── SUPPLIED RECORDS ──

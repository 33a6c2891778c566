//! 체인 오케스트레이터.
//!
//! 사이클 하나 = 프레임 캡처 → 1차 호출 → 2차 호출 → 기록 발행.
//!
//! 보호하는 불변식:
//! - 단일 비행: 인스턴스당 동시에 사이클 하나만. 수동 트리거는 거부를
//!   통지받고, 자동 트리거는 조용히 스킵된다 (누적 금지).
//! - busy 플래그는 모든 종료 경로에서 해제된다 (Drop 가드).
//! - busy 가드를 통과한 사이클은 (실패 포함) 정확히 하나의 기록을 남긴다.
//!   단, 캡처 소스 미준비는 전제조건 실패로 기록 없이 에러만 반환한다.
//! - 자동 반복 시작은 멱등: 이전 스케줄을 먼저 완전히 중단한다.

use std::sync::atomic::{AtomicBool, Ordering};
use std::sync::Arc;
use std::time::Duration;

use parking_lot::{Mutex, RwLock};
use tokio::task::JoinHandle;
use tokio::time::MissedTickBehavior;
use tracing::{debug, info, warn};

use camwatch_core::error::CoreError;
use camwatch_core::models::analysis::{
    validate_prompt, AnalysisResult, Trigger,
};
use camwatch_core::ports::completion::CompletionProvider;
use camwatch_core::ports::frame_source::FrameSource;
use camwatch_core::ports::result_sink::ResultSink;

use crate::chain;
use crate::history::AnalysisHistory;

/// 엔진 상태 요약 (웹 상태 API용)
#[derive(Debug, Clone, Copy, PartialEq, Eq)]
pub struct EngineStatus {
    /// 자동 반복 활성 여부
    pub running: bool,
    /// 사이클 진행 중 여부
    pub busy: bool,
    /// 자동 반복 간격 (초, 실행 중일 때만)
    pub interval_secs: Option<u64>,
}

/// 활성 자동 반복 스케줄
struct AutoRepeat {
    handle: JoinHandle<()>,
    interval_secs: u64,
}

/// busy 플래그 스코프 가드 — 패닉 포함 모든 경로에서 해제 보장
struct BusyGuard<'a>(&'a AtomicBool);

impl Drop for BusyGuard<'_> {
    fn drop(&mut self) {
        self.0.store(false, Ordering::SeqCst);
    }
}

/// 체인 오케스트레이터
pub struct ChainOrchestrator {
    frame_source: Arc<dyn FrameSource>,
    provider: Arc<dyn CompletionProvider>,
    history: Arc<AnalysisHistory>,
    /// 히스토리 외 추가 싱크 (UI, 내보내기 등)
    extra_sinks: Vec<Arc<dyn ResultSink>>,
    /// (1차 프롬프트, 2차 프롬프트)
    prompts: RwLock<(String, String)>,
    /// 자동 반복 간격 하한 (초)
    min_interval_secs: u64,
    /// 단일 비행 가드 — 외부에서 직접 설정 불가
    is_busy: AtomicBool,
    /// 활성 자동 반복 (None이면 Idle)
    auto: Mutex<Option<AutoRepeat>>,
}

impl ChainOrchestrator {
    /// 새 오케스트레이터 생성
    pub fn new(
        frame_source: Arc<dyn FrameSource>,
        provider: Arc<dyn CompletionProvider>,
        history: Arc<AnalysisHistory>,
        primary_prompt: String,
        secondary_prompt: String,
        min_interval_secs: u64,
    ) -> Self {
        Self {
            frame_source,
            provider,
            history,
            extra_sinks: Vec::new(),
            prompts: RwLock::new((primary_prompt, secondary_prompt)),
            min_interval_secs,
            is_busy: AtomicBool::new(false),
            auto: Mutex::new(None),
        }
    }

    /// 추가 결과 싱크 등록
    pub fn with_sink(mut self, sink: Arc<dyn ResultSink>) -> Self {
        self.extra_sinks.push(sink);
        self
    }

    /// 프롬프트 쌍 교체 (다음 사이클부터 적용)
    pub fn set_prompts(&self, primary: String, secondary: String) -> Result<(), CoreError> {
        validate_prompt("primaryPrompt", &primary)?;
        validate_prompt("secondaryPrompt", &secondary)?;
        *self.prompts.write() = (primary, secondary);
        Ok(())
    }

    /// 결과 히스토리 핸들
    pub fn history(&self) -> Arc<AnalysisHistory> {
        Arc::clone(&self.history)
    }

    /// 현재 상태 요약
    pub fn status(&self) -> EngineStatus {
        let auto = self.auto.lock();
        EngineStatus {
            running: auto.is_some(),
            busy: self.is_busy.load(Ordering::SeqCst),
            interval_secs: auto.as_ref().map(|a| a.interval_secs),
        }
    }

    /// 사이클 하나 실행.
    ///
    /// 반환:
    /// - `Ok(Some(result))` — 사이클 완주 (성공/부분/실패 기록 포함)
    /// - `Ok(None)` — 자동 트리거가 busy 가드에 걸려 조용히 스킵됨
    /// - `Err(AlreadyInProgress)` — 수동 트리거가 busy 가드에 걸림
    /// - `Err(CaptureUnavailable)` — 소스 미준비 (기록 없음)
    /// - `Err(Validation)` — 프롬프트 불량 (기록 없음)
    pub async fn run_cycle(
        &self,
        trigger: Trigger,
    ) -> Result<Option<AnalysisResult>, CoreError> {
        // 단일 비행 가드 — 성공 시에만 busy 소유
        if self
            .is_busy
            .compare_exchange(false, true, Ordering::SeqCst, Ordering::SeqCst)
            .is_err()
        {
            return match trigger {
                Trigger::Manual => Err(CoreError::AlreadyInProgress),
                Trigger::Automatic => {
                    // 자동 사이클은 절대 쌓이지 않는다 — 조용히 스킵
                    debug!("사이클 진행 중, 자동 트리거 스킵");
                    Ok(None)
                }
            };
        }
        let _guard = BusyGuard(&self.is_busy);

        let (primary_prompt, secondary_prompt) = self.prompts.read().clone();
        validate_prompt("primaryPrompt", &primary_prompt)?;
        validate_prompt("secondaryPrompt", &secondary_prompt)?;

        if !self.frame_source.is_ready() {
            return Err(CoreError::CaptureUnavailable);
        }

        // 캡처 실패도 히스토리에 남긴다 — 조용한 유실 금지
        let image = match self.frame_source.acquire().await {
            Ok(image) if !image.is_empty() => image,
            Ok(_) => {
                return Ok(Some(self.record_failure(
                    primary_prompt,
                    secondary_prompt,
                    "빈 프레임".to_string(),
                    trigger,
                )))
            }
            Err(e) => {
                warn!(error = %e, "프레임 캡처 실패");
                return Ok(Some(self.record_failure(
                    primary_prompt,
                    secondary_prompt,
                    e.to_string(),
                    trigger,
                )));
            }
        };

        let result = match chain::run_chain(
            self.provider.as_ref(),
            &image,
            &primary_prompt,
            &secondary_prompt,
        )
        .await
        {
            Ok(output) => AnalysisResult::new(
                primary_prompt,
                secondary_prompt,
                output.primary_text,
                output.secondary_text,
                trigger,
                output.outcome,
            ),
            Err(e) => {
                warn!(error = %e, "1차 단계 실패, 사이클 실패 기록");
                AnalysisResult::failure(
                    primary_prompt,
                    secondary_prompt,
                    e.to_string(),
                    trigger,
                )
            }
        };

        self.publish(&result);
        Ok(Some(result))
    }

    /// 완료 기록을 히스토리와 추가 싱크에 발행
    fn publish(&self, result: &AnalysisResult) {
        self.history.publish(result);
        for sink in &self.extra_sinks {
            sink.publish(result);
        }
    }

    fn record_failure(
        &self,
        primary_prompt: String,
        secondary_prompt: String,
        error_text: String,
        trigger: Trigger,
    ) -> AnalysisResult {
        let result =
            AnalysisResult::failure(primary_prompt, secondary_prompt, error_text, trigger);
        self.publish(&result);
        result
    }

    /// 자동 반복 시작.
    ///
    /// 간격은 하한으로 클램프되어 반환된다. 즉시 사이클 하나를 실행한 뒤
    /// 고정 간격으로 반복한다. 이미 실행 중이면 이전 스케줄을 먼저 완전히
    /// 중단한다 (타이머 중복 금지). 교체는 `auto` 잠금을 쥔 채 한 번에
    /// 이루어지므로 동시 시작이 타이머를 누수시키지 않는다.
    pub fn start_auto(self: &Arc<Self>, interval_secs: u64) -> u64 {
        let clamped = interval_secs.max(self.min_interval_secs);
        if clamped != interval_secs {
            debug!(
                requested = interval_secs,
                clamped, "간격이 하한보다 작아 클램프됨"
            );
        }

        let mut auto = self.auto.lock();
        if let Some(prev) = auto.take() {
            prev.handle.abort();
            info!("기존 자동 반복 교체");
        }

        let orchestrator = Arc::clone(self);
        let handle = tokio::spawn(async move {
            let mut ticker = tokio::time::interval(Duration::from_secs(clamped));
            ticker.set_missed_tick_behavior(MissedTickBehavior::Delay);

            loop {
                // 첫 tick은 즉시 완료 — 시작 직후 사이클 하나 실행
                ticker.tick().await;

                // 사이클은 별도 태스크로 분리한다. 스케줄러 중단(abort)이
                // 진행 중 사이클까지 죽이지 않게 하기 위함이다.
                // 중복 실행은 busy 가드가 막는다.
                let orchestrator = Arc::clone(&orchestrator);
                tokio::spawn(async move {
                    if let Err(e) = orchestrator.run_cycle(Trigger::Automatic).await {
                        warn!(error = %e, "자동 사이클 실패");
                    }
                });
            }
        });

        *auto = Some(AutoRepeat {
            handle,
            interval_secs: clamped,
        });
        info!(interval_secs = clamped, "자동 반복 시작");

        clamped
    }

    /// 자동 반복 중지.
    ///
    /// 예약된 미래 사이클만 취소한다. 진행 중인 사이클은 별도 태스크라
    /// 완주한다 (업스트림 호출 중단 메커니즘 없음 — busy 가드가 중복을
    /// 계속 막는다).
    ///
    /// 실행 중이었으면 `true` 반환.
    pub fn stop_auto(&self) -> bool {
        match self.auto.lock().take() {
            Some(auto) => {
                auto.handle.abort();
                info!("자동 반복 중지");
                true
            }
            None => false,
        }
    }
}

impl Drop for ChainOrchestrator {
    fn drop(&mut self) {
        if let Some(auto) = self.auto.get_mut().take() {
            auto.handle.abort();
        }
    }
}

───
── SUPPLIED RECORDS ──

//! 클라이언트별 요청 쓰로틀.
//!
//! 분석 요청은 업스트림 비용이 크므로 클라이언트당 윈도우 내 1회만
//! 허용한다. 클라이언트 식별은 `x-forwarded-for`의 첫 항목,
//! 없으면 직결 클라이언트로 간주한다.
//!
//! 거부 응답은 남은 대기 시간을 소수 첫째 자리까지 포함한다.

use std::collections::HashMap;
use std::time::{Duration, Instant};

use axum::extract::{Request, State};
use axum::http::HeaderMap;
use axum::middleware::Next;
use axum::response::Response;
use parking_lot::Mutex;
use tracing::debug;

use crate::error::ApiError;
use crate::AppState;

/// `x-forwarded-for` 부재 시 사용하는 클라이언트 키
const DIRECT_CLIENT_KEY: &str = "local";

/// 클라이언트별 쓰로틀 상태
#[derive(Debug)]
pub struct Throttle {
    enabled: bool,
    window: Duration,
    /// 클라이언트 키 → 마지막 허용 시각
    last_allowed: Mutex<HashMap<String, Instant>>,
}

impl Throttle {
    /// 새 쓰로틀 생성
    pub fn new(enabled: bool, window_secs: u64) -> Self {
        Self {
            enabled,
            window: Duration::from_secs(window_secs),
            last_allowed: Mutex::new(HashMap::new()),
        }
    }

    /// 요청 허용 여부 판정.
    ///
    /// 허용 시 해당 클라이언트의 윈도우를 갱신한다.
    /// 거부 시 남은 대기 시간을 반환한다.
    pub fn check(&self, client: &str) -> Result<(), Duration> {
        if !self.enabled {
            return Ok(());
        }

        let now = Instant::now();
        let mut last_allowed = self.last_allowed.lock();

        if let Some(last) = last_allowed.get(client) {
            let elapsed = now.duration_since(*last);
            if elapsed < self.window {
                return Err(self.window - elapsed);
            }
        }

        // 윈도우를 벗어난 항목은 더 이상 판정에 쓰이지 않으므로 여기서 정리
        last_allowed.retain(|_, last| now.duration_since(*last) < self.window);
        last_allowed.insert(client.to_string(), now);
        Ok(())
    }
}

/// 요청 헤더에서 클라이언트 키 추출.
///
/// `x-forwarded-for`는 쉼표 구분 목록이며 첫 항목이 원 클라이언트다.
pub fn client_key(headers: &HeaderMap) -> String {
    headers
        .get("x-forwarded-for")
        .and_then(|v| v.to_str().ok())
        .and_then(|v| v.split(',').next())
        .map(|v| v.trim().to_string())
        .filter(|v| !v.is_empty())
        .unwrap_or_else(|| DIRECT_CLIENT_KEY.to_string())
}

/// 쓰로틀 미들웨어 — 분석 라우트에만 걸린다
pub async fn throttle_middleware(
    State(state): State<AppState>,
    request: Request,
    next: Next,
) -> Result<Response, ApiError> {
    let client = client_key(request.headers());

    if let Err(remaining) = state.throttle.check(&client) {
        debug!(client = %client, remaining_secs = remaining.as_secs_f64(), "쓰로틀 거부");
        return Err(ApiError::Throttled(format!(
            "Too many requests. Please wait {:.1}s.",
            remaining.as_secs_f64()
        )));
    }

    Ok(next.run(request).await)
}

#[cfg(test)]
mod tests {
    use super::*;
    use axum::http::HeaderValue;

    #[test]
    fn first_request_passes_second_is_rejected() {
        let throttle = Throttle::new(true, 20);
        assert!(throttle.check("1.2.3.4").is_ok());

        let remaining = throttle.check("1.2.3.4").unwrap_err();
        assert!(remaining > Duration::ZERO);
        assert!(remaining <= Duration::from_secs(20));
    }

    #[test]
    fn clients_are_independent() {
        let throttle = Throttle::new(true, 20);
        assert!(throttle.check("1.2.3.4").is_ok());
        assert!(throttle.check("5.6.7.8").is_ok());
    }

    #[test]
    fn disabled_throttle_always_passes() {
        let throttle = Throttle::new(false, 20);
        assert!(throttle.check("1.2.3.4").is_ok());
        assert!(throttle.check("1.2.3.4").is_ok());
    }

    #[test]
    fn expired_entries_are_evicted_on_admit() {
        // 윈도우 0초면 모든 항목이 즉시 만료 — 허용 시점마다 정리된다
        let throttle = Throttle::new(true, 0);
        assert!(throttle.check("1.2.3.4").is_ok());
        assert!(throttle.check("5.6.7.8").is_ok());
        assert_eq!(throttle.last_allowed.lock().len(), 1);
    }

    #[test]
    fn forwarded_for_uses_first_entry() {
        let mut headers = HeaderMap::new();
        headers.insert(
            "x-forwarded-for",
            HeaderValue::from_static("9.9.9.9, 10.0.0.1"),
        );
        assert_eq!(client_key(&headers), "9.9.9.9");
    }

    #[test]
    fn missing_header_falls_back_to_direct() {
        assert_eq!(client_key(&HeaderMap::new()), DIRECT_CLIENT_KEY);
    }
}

───

- _REQUIREMENT_: The answer must be every line from the records above that contains the word "await", copied in full.

- _OUTPUT FOR THIS TASK_:
        let image = match self.frame_source.acquire().await {
        .await
                ticker.tick().await;
                    if let Err(e) = orchestrator.run_cycle(Trigger::Automatic).await {
    Ok(next.run(request).await)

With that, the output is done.